South Africa’s decision to declare Israel’s Chargé d’Affaires, Ariel Seidman, persona non grata is not just a diplomatic slap on the wrist. It is a calculated way for South Africa to assert sovereignty. And this is a warning shot fired across the bow of a relationship that has been deteriorating in plain sight.
In the polite and refined world of diplomacy, expulsions are the strongest options short of cutting diplomatic ties. States tolerate insults, absorb provocations, and issue demarches precisely because escalation carries costs. Therefore, considering that Pretoria has chosen this route signals that, in its view, Israel crossed not one line but several—and did so deliberately.
At the heart of the dispute is not ideology alone, but conduct. According to the Department of International Relations and Cooperation (DIRCO), the Israeli mission repeatedly used official social media platforms to launch direct, insulting attacks against President Cyril Ramaphosa and failed to follow the most basic diplomatic courtesy of informing the host government when visitations by senior officials take place. These are not technical oversights. They strike at the core of diplomatic practice as codified in the Vienna Convention on Diplomatic Relations.
Diplomacy rests on restraint. Envoys are expected to represent their states, not to behave like partisan activists or online provocateurs. When official embassy channels are weaponised for public attacks on a host head of state, the line between diplomacy and political interference collapses. South Africa’s response, therefore, is less about bruised egos and more about restoring the rules of the game.

This is also about precedent. Allowing such behaviour to pass unchecked would signal that foreign missions can openly disrespect South Africa’s institutions without consequence. For a country that consistently frames its foreign policy around sovereignty, international law, and mutual respect, inaction would have been a far greater weakness than escalation.
The expulsion must also be read in the broader context of the rapidly souring relationship between Pretoria and Tel Aviv, particularly since the Gaza war and South Africa’s genocide case against Israel at the International Court of Justice. Diplomatic ties were already strained; this decision all but confirms that relations are now being managed at arm’s length, if not outright frost.
Yet it would be a mistake to view this move as impulsive or purely ideological. South Africa did not sever diplomatic relations. It did not close the embassy. It did not expel the entire mission. Declaring a single diplomat persona non grata is a targeted measure. Although symbolic, but it is legally grounded and procedurally conventional.
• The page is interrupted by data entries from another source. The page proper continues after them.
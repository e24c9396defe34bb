//! Stateless grid/list renderers for brands, categories, offers and products.

use std::fmt::Write as _;

use shared::{
    domain::{Environment, MinorUnits},
    protocol::{Brand, Category, Offer, Product},
};
use url::Url;

use super::{empty_state, html_escape};
use crate::error::AgentError;

const DEFAULT_CATEGORY_ICON: &str = "tag";

/// Static icon lookup by category display name.
pub fn category_icon(name: &str) -> &'static str {
    match name.trim().to_ascii_lowercase().as_str() {
        "food" | "dining" | "restaurants" | "food & drink" => "utensils",
        "travel" | "flights" | "hotels" => "plane",
        "fashion" | "apparel" | "clothing" => "shirt",
        "electronics" | "tech" | "gadgets" => "laptop",
        "groceries" | "grocery" => "basket",
        "entertainment" | "movies" | "gaming" => "ticket",
        "health" | "beauty" | "wellness" => "heart",
        "home" | "home & garden" => "home",
        "sports" | "fitness" => "dumbbell",
        _ => DEFAULT_CATEGORY_ICON,
    }
}

/// Builds offer links against the environment's base URL, carrying the host
/// callback as a query parameter.
#[derive(Debug, Clone, PartialEq, Eq)]
pub struct OfferLinks {
    base: Url,
    callback: Url,
    partner_id: String,
    locale: String,
}

impl OfferLinks {
    pub fn new(
        environment: Environment,
        callback_url: &str,
        partner_id: impl Into<String>,
        locale: impl Into<String>,
    ) -> Result<Self, AgentError> {
        let base = Url::parse(environment.base_url())
            .map_err(|err| AgentError::Config(format!("bad base url for {environment:?}: {err}")))?;
        let callback = Url::parse(callback_url)
            .map_err(|err| AgentError::Config(format!("callback_url '{callback_url}': {err}")))?;
        Ok(Self {
            base,
            callback,
            partner_id: partner_id.into(),
            locale: locale.into(),
        })
    }

    pub fn offer_url(&self, offer: &Offer) -> Url {
        let mut url = self.base.clone();
        if let Ok(mut segments) = url.path_segments_mut() {
            segments
                .pop_if_empty()
                .push("offers")
                .push(offer.offer_id.as_str());
        }
        url.query_pairs_mut()
            .append_pair("partner", &self.partner_id)
            .append_pair("lang", &self.locale)
            .append_pair("callback", self.callback.as_str());
        url
    }
}

pub struct BrandListView;

impl BrandListView {
    pub fn render(brands: &[Brand]) -> String {
        let mut out = String::from(r#"<section class="me-agent-brands"><ul class="me-agent-grid">"#);
        if brands.is_empty() {
            out.push_str("</ul>");
            empty_state(&mut out, "No brands available yet.");
            out.push_str("</section>");
            return out;
        }
        for brand in brands {
            let _ = write!(
                out,
                r#"<li class="me-agent-card" data-me-brand="{}">"#,
                html_escape(brand.brand_id.as_str())
            );
            if let Some(logo) = &brand.logo_url {
                let _ = write!(
                    out,
                    r#"<img class="me-agent-logo" src="{}" alt="{}">"#,
                    html_escape(logo),
                    html_escape(&brand.name)
                );
            }
            let _ = write!(out, "<h4>{}</h4>", html_escape(&brand.name));
            if let Some(description) = &brand.description {
                let _ = write!(out, "<p>{}</p>", html_escape(description));
            }
            let noun = if brand.offer_count == 1 { "offer" } else { "offers" };
            let _ = write!(
                out,
                r#"<span class="me-agent-count">{} {noun}</span></li>"#,
                brand.offer_count
            );
        }
        out.push_str("</ul></section>");
        out
    }
}

pub struct CategoryListView;

impl CategoryListView {
    pub fn render(categories: &[Category]) -> String {
        let mut out =
            String::from(r#"<section class="me-agent-categories"><ul class="me-agent-list">"#);
        if categories.is_empty() {
            out.push_str("</ul>");
            empty_state(&mut out, "No categories available yet.");
            out.push_str("</section>");
            return out;
        }
        for category in categories {
            let _ = write!(
                out,
                r#"<li class="me-agent-category" data-me-category="{}"><i class="me-icon me-icon-{}"></i><span>{}</span></li>"#,
                html_escape(category.category_id.as_str()),
                category_icon(&category.name),
                html_escape(&category.name)
            );
        }
        out.push_str("</ul></section>");
        out
    }
}

pub struct OfferListView;

impl OfferListView {
    pub fn render(offers: &[Offer], links: &OfferLinks) -> String {
        let mut out = String::from(r#"<section class="me-agent-offers"><ul class="me-agent-grid">"#);
        if offers.is_empty() {
            out.push_str("</ul>");
            empty_state(&mut out, "No offers right now. Check back soon.");
            out.push_str("</section>");
            return out;
        }
        for offer in offers {
            let _ = write!(
                out,
                r#"<li class="me-agent-card" data-me-offer="{}"><a href="{}">"#,
                html_escape(offer.offer_id.as_str()),
                html_escape(links.offer_url(offer).as_str())
            );
            if let Some(image) = &offer.image_url {
                let _ = write!(
                    out,
                    r#"<img src="{}" alt="{}">"#,
                    html_escape(image),
                    html_escape(&offer.title)
                );
            }
            let _ = write!(
                out,
                r#"<h4>{}</h4><p class="me-agent-brand">{}</p><p>{}</p></a></li>"#,
                html_escape(&offer.title),
                html_escape(&offer.brand_name),
                html_escape(&offer.description)
            );
        }
        out.push_str("</ul></section>");
        out
    }
}

pub struct ProductListView;

impl ProductListView {
    pub fn render(products: &[Product]) -> String {
        let mut out =
            String::from(r#"<section class="me-agent-products"><ul class="me-agent-grid">"#);
        if products.is_empty() {
            out.push_str("</ul>");
            empty_state(&mut out, "No products available yet.");
            out.push_str("</section>");
            return out;
        }
        for product in products {
            let _ = write!(
                out,
                r#"<li class="me-agent-card" data-me-product="{}">"#,
                html_escape(product.product_id.as_str())
            );
            if let Some(image) = product.images.first() {
                let _ = write!(
                    out,
                    r#"<img src="{}" alt="{}">"#,
                    html_escape(image),
                    html_escape(&product.name)
                );
            }
            let _ = write!(out, "<h4>{}</h4>", html_escape(&product.name));
            let currency = html_escape(&product.currency);
            let price = MinorUnits::new(product.price, product.decimals);
            let effective = product.effective_price();
            if effective < product.price {
                let _ = write!(
                    out,
                    r#"<p class="me-agent-price"><s>{price} {currency}</s> <strong>{} {currency}</strong></p>"#,
                    MinorUnits::new(effective, product.decimals)
                );
            } else {
                let _ = write!(
                    out,
                    r#"<p class="me-agent-price"><strong>{price} {currency}</strong></p>"#
                );
            }
            out.push_str("</li>");
        }
        out.push_str("</ul></section>");
        out
    }
}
In diplomatic terms, this is escalation with boundaries to avoid a full scale diplomatic fallout.
For Israel, however, the implications are uncomfortable. The expulsion reinforces the perception that Israeli diplomacy—particularly toward critical states in the Global South—has become increasingly combative and dismissive of multilateral norms. That posture may play well domestically or among allies, but it comes at a reputational cost. Losing diplomatic credibility in Africa, a continent where South Africa wields outsized moral and political influence, is not a trivial setback.

The situation also highlights a deeper shift in South Africa’s foreign policy posture. Long criticised for rhetorical grandstanding without follow-through, Pretoria is now demonstrating a willingness to back its positions with concrete action. From the ICJ case to this expulsion, South Africa is signalling that it is prepared to absorb diplomatic friction in defence of principle. Whether one agrees with its stance on Israel or not, the consistency is notable.
Of course, there are risks. Diplomatic retaliation is always possible. Channels of communication will narrow. Cooperation—already limited—may further erode. But the idea that “quiet diplomacy” alone could salvage this relationship has long been a fiction. Silence, in this case, would have been read not as maturity, but as compliance.
Ultimately, this is a moment that lays bare the tension between power and principle in international relations. Smaller and middle powers are often told to endure disrespect for the sake of stability. South Africa has chosen a different path: insisting that even strained relationships must still obey the rules.
Declaring a diplomat persona non grata does not end a relationship—but it does redraw its boundaries. Pretoria has made clear that engagement with South Africa is not optional, but conditional: on respect, protocol, and the basic norms that keep diplomacy from descending into public brawling.
In an increasingly lawless international order, that insistence may be South Africa’s most important message yet.